Hi,please from the formula σ =R /1.128 = 0.0279,were did you get the 1.128 ? what is that number ?Thanks
In general, sigma is Rbar/d2 where d2 is a constant that depends on subgroup size. With a moving range of 2, d2 is 1.128.
hi, please from "we know the target is 0,16", how do you know the target? thanks
It is just an example for this newsletter. You would use whatever the target is for your process.
Should be there SH(2)= Max[0, 0.001 + 0.152– 0.16 – 0.01395] = Max[0, -0.021] = 0 ? And the same for the SL. Is it correct? The second sample result is 0.152. Note that this result is below our aim.

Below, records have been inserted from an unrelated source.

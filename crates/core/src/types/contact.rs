//! Requester contact details attached to every request.

use serde::{Deserialize, Serialize};

use crate::types::email::{Email, EmailError};

/// Errors raised while validating [`ContactInfo`].
#[derive(thiserror::Error, Debug, Clone, PartialEq, Eq)]
pub enum ContactError {
    /// A required field was blank.
    #[error("{0} is required")]
    Missing(&'static str),
    /// The email address failed validation.
    #[error("invalid email: {0}")]
    Email(#[from] EmailError),
}

/// Name, email and phone of the person submitting a request.
#[derive(Debug, Clone, PartialEq, Eq, Serialize, Deserialize)]
pub struct ContactInfo {
    pub name: String,
    pub email: Email,
    pub phone: String,
}

impl ContactInfo {
    /// Build contact info from raw form fields.
    ///
    /// All three fields are required; surrounding whitespace is dropped.
    ///
    /// # Errors
    ///
    /// Returns [`ContactError::Missing`] for a blank field or
    /// [`ContactError::Email`] for a malformed address.
    pub fn new(name: &str, email: &str, phone: &str) -> Result<Self, ContactError> {
        let name = name.trim();
        if name.is_empty() {
            return Err(ContactError::Missing("name"));
        }
        let phone = phone.trim();
        if phone.is_empty() {
            return Err(ContactError::Missing("phone"));
        }
        Ok(Self {
            name: name.to_owned(),
            email: Email::parse(email)?,
            phone: phone.to_owned(),
        })
    }
}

It if is far enough away, then it should add to the low side value of SL.SH(2)= Max[0, 0.001 + 0.175 – 0.16 – 0.01395] = Max[0, -0.021] = 0SL(2) = Min(0, 0 + 0.175 – 0.16 + 0.01395] = Min[0, 0.035] = 0
Thank you for pointing that out to me. It has been corrected in the article.
Hi, i calculated Std Dev in minitab as 0,02588, so why don't we take 0,02588 (instead of 0,0279) when we're calculating H and k? Is it a wrong way?
This paper uses the moving range to estimate the standard deviation. Using the moving range chart makes sure that the process is consistent. You an use the standard deviation if you want as long as the process is consistent ( in control). There is not much difference between them in that case.
Many thanks for this. I found this extremely useful as I wanted to understand how to do this 'by hand' as opposed to the other searches that I encountered that signposted to packages / programs.
Dear Bill McNeese!Do you have an example of cusum chart for subgroups with sample size of n>1?Thanks alot for your feedback!!
What are you looking for? Please let me know at bill@www.spcforexcel.com and I will see what i can do.
if the standard deviation is not known then how to calculate it to draw CUSUM chart?
You can use the moving range as shown above to estimate the standard deviation.